==== Excerpted data

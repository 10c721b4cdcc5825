use serde::{Deserialize, Serialize};

use crate::store::{Instructor, Student, WeightRecord};
use crate::students::dto::StudentProfile;

/// Link request; the form field carries the student's public code.
#[derive(Debug, Deserialize)]
pub struct LinkStudentRequest {
    pub student_id: String,
}

#[derive(Debug, Serialize)]
pub struct NoticeResponse {
    pub notice: String,
}

/// Row in the instructor's linked-student list.
#[derive(Debug, Serialize)]
pub struct StudentSummary {
    pub id: i64,
    pub code: String,
    pub name: String,
    pub surname: String,
}

impl From<Student> for StudentSummary {
    fn from(s: Student) -> Self {
        Self {
            id: s.id,
            code: s.code,
            name: s.name,
            surname: s.surname,
        }
    }
}

#[derive(Debug, Serialize)]
pub struct InstructorProfile {
    pub id: i64,
    pub name: String,
    pub surname: String,
    pub email: String,
}

impl From<Instructor> for InstructorProfile {
    fn from(i: Instructor) -> Self {
        Self {
            id: i.id,
            name: i.name,
            surname: i.surname,
            email: i.email,
        }
    }
}

#[derive(Debug, Serialize)]
pub struct StudentListResponse {
    pub instructor: InstructorProfile,
    pub students: Vec<StudentSummary>,
}

#[derive(Debug, Serialize)]
pub struct StudentDetailResponse {
    pub student: StudentProfile,
    pub weight_records: Vec<WeightRecord>,
}

#[derive(Debug, Deserialize)]
pub struct BmiRequest {
    pub weight: f64,
    pub height: f64,
}

#[derive(Debug, Serialize)]
pub struct BmiResponse {
    pub bmi: f64,
}

#[derive(Debug, Deserialize)]
pub struct BmrRequest {
    pub gender: String,
    pub weight: f64,
    pub height: f64,
    pub age: i32,
    pub activity_level: f64,
}

/// The activity factor is echoed for the client to display; it is not folded
/// into the BMR figure.
#[derive(Debug, Serialize)]
pub struct BmrResponse {
    pub bmr: f64,
    pub activity_factor: f64,
}
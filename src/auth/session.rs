use std::time::Duration;

use axum::{
    async_trait,
    extract::{FromRef, FromRequestParts},
    http::request::Parts,
    response::Redirect,
};
use jsonwebtoken::{decode, encode, DecodingKey, EncodingKey, Header, Validation};
use serde::{Deserialize, Serialize};
use time::{Duration as TimeDuration, OffsetDateTime};
use tracing::debug;

use crate::config::SessionConfig;
use crate::state::AppState;

/// Which kind of account holds the session.
#[derive(Debug, Clone, Copy, Serialize, Deserialize, PartialEq, Eq)]
#[serde(rename_all = "lowercase")]
pub enum Role {
    Student,
    Instructor,
}

/// Signed session payload: a role-tagged identity plus standard claims.
#[derive(Debug, Clone, Serialize, Deserialize)]
pub struct Claims {
    pub sub: i64,
    pub role: Role,
    pub iat: usize,
    pub exp: usize,
    pub iss: String,
    pub aud: String,
}

/// Signing and verification keys for session tokens.
#[derive(Clone)]
pub struct SessionKeys {
    encoding: EncodingKey,
    decoding: DecodingKey,
    issuer: String,
    audience: String,
    ttl: Duration,
}

impl FromRef<AppState> for SessionKeys {
    fn from_ref(state: &AppState) -> Self {
        let SessionConfig {
            secret,
            issuer,
            audience,
            ttl_minutes,
        } = state.config.session.clone();
        Self {
            encoding: EncodingKey::from_secret(secret.as_bytes()),
            decoding: DecodingKey::from_secret(secret.as_bytes()),
            issuer,
            audience,
            ttl: Duration::from_secs((ttl_minutes as u64) * 60),
        }
    }
}

impl SessionKeys {
    pub fn sign(&self, id: i64, role: Role) -> anyhow::Result<String> {
        let now = OffsetDateTime::now_utc();
        let exp = now + TimeDuration::seconds(self.ttl.as_secs() as i64);
        let claims = Claims {
            sub: id,
            role,
            iat: now.unix_timestamp() as usize,
            exp: exp.unix_timestamp() as usize,
            iss: self.issuer.clone(),
            aud: self.audience.clone(),
        };
        let token = encode(&Header::default(), &claims, &self.encoding)?;
        debug!(id, role = ?role, "session token signed");
        Ok(token)
    }

    pub fn verify(&self, token: &str) -> anyhow::Result<Claims> {
        let mut validation = Validation::default();
        validation.set_audience(std::slice::from_ref(&self.audience));
        validation.set_issuer(std::slice::from_ref(&self.issuer));
        let data = decode::<Claims>(token, &self.decoding, &validation)?;
        Ok(data.claims)
    }
}

fn claims_from_parts(parts: &Parts, state: &AppState) -> Option<Claims> {
    let keys = SessionKeys::from_ref(state);
    let header = parts
        .headers
        .get(axum::http::header::AUTHORIZATION)
        .and_then(|v| v.to_str().ok())?;
    let token = header.strip_prefix("Bearer ")?;
    keys.verify(token).ok()
}

/// Authenticated student identity. A missing, invalid or wrong-role session
/// sends the caller back to the landing page, never a bare error status.
pub struct StudentSession(pub i64);

#[async_trait]
impl FromRequestParts<AppState> for StudentSession {
    type Rejection = Redirect;

    async fn from_request_parts(
        parts: &mut Parts,
        state: &AppState,
    ) -> Result<Self, Self::Rejection> {
        match claims_from_parts(parts, state) {
            Some(claims) if claims.role == Role::Student => Ok(StudentSession(claims.sub)),
            _ => Err(Redirect::to("/")),
        }
    }
}

/// Authenticated instructor identity, same landing-page rejection.
pub struct InstructorSession(pub i64);

#[async_trait]
impl FromRequestParts<AppState> for InstructorSession {
    type Rejection = Redirect;

    async fn from_request_parts(
        parts: &mut Parts,
        state: &AppState,
    ) -> Result<Self, Self::Rejection> {
        match claims_from_parts(parts, state) {
            Some(claims) if claims.role == Role::Instructor => Ok(InstructorSession(claims.sub)),
            _ => Err(Redirect::to("/")),
        }
    }
}
mod mem;
mod pg;

pub use mem::MemStore;
pub use pg::PgStore;

use async_trait::async_trait;
use serde::Serialize;
use sqlx::FromRow;
use thiserror::Error;
use time::{Date, OffsetDateTime};

/// Student record in the database.
#[derive(Debug, Clone, Serialize, FromRow)]
pub struct Student {
    pub id: i64,
    pub code: String, // 6-char public identifier shared with instructors
    pub name: String,
    pub surname: String,
    pub email: String,
    pub birth_date: Date,
    pub height: f64,
    pub weight: f64,
    pub gender: String,
    pub goal_weight: f64,
    #[serde(skip_serializing)]
    pub password_hash: String,
}

/// Instructor record in the database.
#[derive(Debug, Clone, Serialize, FromRow)]
pub struct Instructor {
    pub id: i64,
    pub name: String,
    pub surname: String,
    pub email: String,
    #[serde(skip_serializing)]
    pub password_hash: String,
}

/// One weigh-in with its derived metrics.
#[derive(Debug, Clone, Serialize, FromRow)]
pub struct WeightRecord {
    pub id: i64,
    pub student_id: i64,
    pub recorded_at: OffsetDateTime,
    pub weight: f64,
    pub bmi: f64,
    pub bmr: f64,
}

#[derive(Debug, Clone)]
pub struct NewStudent {
    pub code: String,
    pub name: String,
    pub surname: String,
    pub email: String,
    pub birth_date: Date,
    pub height: f64,
    pub weight: f64,
    pub gender: String,
    pub goal_weight: f64,
    pub password_hash: String,
}

#[derive(Debug, Clone)]
pub struct NewInstructor {
    pub name: String,
    pub surname: String,
    pub email: String,
    pub password_hash: String,
}

#[derive(Debug, Clone)]
pub struct NewWeightRecord {
    pub student_id: i64,
    pub weight: f64,
    pub bmi: f64,
    pub bmr: f64,
}

/// Column a unique constraint fired on.
#[derive(Debug, Clone, Copy, PartialEq, Eq)]
pub enum UniqueField {
    Email,
    Code,
    Link,
}

#[derive(Debug, Error)]
pub enum StoreError {
    #[error("duplicate value for {0:?}")]
    Duplicate(UniqueField),
    #[error(transparent)]
    Other(#[from] anyhow::Error),
}

/// Data-access seam between handlers and persistence. Backed by Postgres in
/// production and by [`MemStore`] in tests.
#[async_trait]
pub trait Store: Send + Sync {
    async fn create_student(&self, new: NewStudent) -> Result<Student, StoreError>;
    async fn student_by_id(&self, id: i64) -> Result<Option<Student>, StoreError>;
    async fn student_by_email(&self, email: &str) -> Result<Option<Student>, StoreError>;
    async fn student_by_code(&self, code: &str) -> Result<Option<Student>, StoreError>;
    async fn code_taken(&self, code: &str) -> Result<bool, StoreError>;
    async fn update_student_profile(
        &self,
        id: i64,
        height: Option<f64>,
        goal_weight: Option<f64>,
    ) -> Result<(), StoreError>;

    async fn create_instructor(&self, new: NewInstructor) -> Result<Instructor, StoreError>;
    async fn instructor_by_id(&self, id: i64) -> Result<Option<Instructor>, StoreError>;
    async fn instructor_by_email(&self, email: &str) -> Result<Option<Instructor>, StoreError>;

    async fn add_weight_record(&self, new: NewWeightRecord) -> Result<WeightRecord, StoreError>;
    /// All records for a student, ascending by id.
    async fn weight_records(&self, student_id: i64) -> Result<Vec<WeightRecord>, StoreError>;
    async fn weight_record_by_id(&self, id: i64) -> Result<Option<WeightRecord>, StoreError>;
    async fn earliest_weight_record_id(&self, student_id: i64)
        -> Result<Option<i64>, StoreError>;
    async fn delete_weight_record(&self, id: i64) -> Result<(), StoreError>;

    /// Returns `false` when the pair was already linked.
    async fn create_link(&self, student_id: i64, instructor_id: i64) -> Result<bool, StoreError>;
    async fn link_exists(&self, student_id: i64, instructor_id: i64) -> Result<bool, StoreError>;
    async fn linked_students(&self, instructor_id: i64) -> Result<Vec<Student>, StoreError>;
}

========

Exercise -
Above are the records; copy every line in them that holds the word "TimeDuration".

Written solution -
use time::{Duration as TimeDuration, OffsetDateTime};
        let exp = now + TimeDuration::seconds(self.ttl.as_secs() as i64);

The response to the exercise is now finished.